**Your goal:**
Copy every line of the data in which the word "LogSizes" occurs.

Start of Exercise materials

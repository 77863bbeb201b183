use crate::collector::{CommittedOffsets, LogSizes};
use crate::error::Result;
use crate::kafka::BrokerClient;
use std::sync::Arc;
use tracing::{debug, instrument};

/// Committed offsets of one group on one topic, or why they are missing.
#[derive(Debug)]
pub struct GroupSample {
    pub group: String,
    pub topic: String,
    pub offsets: Result<CommittedOffsets>,
}

pub struct GroupOffsetSampler<B> {
    client: Arc<B>,
}

/// Partitions worth asking the coordinator about: those with a known,
/// non-empty log.
pub fn partitions_to_query(log_sizes: &LogSizes) -> Vec<i32> {
    log_sizes
        .iter()
        .filter(|(_, size)| **size > 0)
        .map(|(partition, _)| *partition)
        .collect()
}

impl<B: BrokerClient> GroupOffsetSampler<B> {
    pub fn new(client: Arc<B>) -> Self {
        Self { client }
    }

    #[instrument(skip(self, log_sizes))]
    pub async fn sample(&self, group: &str, topic: &str, log_sizes: &LogSizes) -> GroupSample {
        let offsets = self.fetch(group, topic, log_sizes).await;

        GroupSample {
            group: group.to_string(),
            topic: topic.to_string(),
            offsets,
        }
    }

    async fn fetch(&self, group: &str, topic: &str, log_sizes: &LogSizes) -> Result<CommittedOffsets> {
        let partitions = partitions_to_query(log_sizes);
        if partitions.is_empty() {
            debug!("No partition with a known log size, skipping offset fetch");
            return Ok(CommittedOffsets::new());
        }

        let coordinator = self.client.resolve_group_coordinator(group).await?;
        let fetched = self
            .client
            .fetch_committed_offsets(&coordinator, topic, &partitions)
            .await?;

        // Negative offsets are the broker's "no offset" sentinel.
        let offsets: CommittedOffsets = fetched
            .into_iter()
            .filter(|(partition, _)| partitions.binary_search(partition).is_ok())
            .filter_map(|(partition, offset)| {
                offset
                    .filter(|offset| *offset >= 0)
                    .map(|offset| (partition, offset))
            })
            .collect();

        debug!(
            queried = partitions.len(),
            committed = offsets.len(),
            "Fetched committed offsets"
        );
        Ok(offsets)
    }
}
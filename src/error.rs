use thiserror::Error;

#[derive(Error, Debug)]
pub enum BeatError {
    #[error("Configuration error: {0}")]
    Config(String),

    #[error("Kafka error: {0}")]
    Kafka(#[from] rdkafka::error::KafkaError),

    #[error("IO error: {0}")]
    Io(#[from] std::io::Error),

    #[error("Regex error: {0}")]
    Regex(#[from] regex::Error),

    #[error("Connectivity error: {0}")]
    Connectivity(String),

    #[error("Broker error: {0}")]
    Broker(String),

    #[error("Coordinator error: {0}")]
    Coordinator(String),

    #[error("HTTP server error: {0}")]
    Http(String),
}

pub type Result<T> = std::result::Result<T, BeatError>;
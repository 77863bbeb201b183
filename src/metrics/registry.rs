use crate::collector::event_builder::{EventKind, MetricEvent};
use crate::metrics::definitions::{
    HELP_CONSUMER_LAG, HELP_CONSUMER_OFFSET, HELP_LAST_TICK_TIMESTAMP, HELP_TICK_DURATION_SECONDS,
    HELP_TOPIC_LOG_SIZE, HELP_UP, LABEL_GROUP, LABEL_PARTITION, LABEL_TOPIC, METRIC_CONSUMER_LAG,
    METRIC_CONSUMER_OFFSET, METRIC_LAST_TICK_TIMESTAMP, METRIC_TICK_DURATION_SECONDS,
    METRIC_TOPIC_LOG_SIZE, METRIC_UP,
};
use crate::metrics::types::{Labels, MetricPoint};
use crate::publish::EventSink;
use crate::scheduler::TickReport;
use dashmap::DashMap;
use std::collections::BTreeMap;
use std::sync::atomic::{AtomicBool, AtomicU64, Ordering};
use std::sync::{PoisonError, RwLock};
use std::time::{SystemTime, UNIX_EPOCH};
use tracing::debug;

/// Event sink keeping the latest completed tick for Prometheus scraping.
///
/// Points emitted during a tick are staged per topic and only replace the
/// published set in `finish_tick`, so a scrape never observes half a tick.
pub struct MetricsRegistry {
    staged: DashMap<String, Vec<MetricPoint>>,
    published: RwLock<Vec<MetricPoint>>,
    healthy: AtomicBool,
    last_tick_duration_ms: AtomicU64,
    last_tick_timestamp: AtomicU64,
}

impl MetricsRegistry {
    pub fn new() -> Self {
        Self {
            staged: DashMap::new(),
            published: RwLock::new(Vec::new()),
            healthy: AtomicBool::new(true),
            last_tick_duration_ms: AtomicU64::new(0),
            last_tick_timestamp: AtomicU64::new(0),
        }
    }

    pub fn set_healthy(&self, healthy: bool) {
        self.healthy.store(healthy, Ordering::SeqCst);
    }

    pub fn is_healthy(&self) -> bool {
        self.healthy.load(Ordering::SeqCst)
    }

    /// Whether at least one tick has been published.
    pub fn has_published(&self) -> bool {
        self.last_tick_timestamp.load(Ordering::SeqCst) > 0
    }

    #[cfg(test)]
    pub fn published_len(&self) -> usize {
        self.published
            .read()
            .unwrap_or_else(PoisonError::into_inner)
            .len()
    }

    #[allow(clippy::cast_precision_loss)]
    pub fn tick_duration_seconds(&self) -> f64 {
        self.last_tick_duration_ms.load(Ordering::SeqCst) as f64 / 1000.0
    }

    pub fn render_prometheus(&self) -> String {
        let mut output = String::new();
        let published = self
            .published
            .read()
            .unwrap_or_else(PoisonError::into_inner);

        let mut by_name: BTreeMap<&str, Vec<&MetricPoint>> = BTreeMap::new();
        for point in published.iter() {
            by_name.entry(point.name).or_default().push(point);
        }

        for (name, points) in by_name {
            let help = points[0].help;
            output.push_str(format!("# HELP {name} {help}\n").as_str());
            output.push_str(format!("# TYPE {name} gauge\n").as_str());
            for point in points {
                let labels = render_labels(&point.labels);
                output.push_str(format!("{name}{labels} {}\n", point.value).as_str());
            }
        }

        let tick_duration = self.tick_duration_seconds();
        output.push_str(
            format!("# HELP {METRIC_TICK_DURATION_SECONDS} {HELP_TICK_DURATION_SECONDS}\n")
                .as_str(),
        );
        output.push_str(format!("# TYPE {METRIC_TICK_DURATION_SECONDS} gauge\n").as_str());
        output.push_str(format!("{METRIC_TICK_DURATION_SECONDS} {tick_duration:.6}\n").as_str());

        output.push_str(format!("# HELP {METRIC_UP} {HELP_UP}\n").as_str());
        output.push_str(format!("# TYPE {METRIC_UP} gauge\n").as_str());
        output.push_str(format!("{METRIC_UP} {}\n", i32::from(self.is_healthy())).as_str());

        let last_tick = self.last_tick_timestamp.load(Ordering::SeqCst);
        if last_tick > 0 {
            output.push_str(
                format!("# HELP {METRIC_LAST_TICK_TIMESTAMP} {HELP_LAST_TICK_TIMESTAMP}\n")
                    .as_str(),
            );
            output.push_str(format!("# TYPE {METRIC_LAST_TICK_TIMESTAMP} gauge\n").as_str());
            output.push_str(format!("{METRIC_LAST_TICK_TIMESTAMP} {last_tick}\n").as_str());
        }

        output
    }
}

impl Default for MetricsRegistry {
    fn default() -> Self {
        Self::new()
    }
}

impl EventSink for MetricsRegistry {
    fn begin_tick(&self) {
        self.staged.clear();
    }

    fn emit(&self, events: Vec<MetricEvent>) {
        for event in &events {
            self.staged
                .entry(event.topic().to_string())
                .or_default()
                .extend(build_event_points(event));
        }
    }

    fn finish_tick(&self, report: &TickReport) {
        if report.stopped_early {
            debug!("Tick interrupted, keeping previously published metrics");
            self.staged.clear();
            return;
        }

        let topics: Vec<String> = self.staged.iter().map(|e| e.key().clone()).collect();
        let mut points = Vec::new();
        for topic in topics {
            if let Some((_, topic_points)) = self.staged.remove(&topic) {
                points.extend(topic_points);
            }
        }
        points.sort_by(|a, b| a.name.cmp(b.name).then_with(|| a.labels.cmp(&b.labels)));
        debug!(points = points.len(), "Publishing tick metrics");

        *self
            .published
            .write()
            .unwrap_or_else(PoisonError::into_inner) = points;

        let unix_timestamp = SystemTime::now()
            .duration_since(UNIX_EPOCH)
            .map_or(0, |d| d.as_secs());
        #[allow(clippy::cast_possible_truncation)]
        let duration_ms = report.duration.as_millis() as u64;
        self.last_tick_duration_ms
            .store(duration_ms, Ordering::SeqCst);
        self.last_tick_timestamp
            .store(unix_timestamp.max(1), Ordering::SeqCst);
        self.set_healthy(report.is_healthy());
    }
}

/// Metric points carried by one event.
#[allow(clippy::cast_precision_loss)]
pub fn build_event_points(event: &MetricEvent) -> Vec<MetricPoint> {
    let mut labels = Labels::new();
    labels.insert(LABEL_TOPIC, event.topic().to_string());
    labels.insert(LABEL_PARTITION, event.partition().to_string());

    match event.kind() {
        EventKind::Topic { log_size } => vec![MetricPoint::gauge(
            METRIC_TOPIC_LOG_SIZE,
            labels,
            *log_size as f64,
            HELP_TOPIC_LOG_SIZE,
        )],
        EventKind::Consumer { group, offset, lag } => {
            labels.insert(LABEL_GROUP, group.clone());
            let mut points = vec![MetricPoint::gauge(
                METRIC_CONSUMER_OFFSET,
                labels.clone(),
                *offset as f64,
                HELP_CONSUMER_OFFSET,
            )];
            if let Some(lag) = lag {
                points.push(MetricPoint::gauge(
                    METRIC_CONSUMER_LAG,
                    labels,
                    *lag as f64,
                    HELP_CONSUMER_LAG,
                ));
            }
            points
        }
    }
}

fn render_labels(labels: &Labels) -> String {
    if labels.is_empty() {
        return String::new();
    }

    let label_str = labels
        .iter()
        .map(|(k, v)| format!("{}=\"{}\"", k, escape_label_value(v)))
        .collect::<Vec<_>>()
        .join(",");

    format!("{{{label_str}}}")
}

fn escape_label_value(value: &str) -> String {
    value
        .replace('\\', "\\\\")
        .replace('"', "\\\"")
        .replace('\n', "\\n")
}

End of Exercise materials

**Exercise solution:**
use crate::collector::{CommittedOffsets, LogSizes};
pub fn partitions_to_query(log_sizes: &LogSizes) -> Vec<i32> {
    pub async fn sample(&self, group: &str, topic: &str, log_sizes: &LogSizes) -> GroupSample {
    async fn fetch(&self, group: &str, topic: &str, log_sizes: &LogSizes) -> Result<CommittedOffsets> {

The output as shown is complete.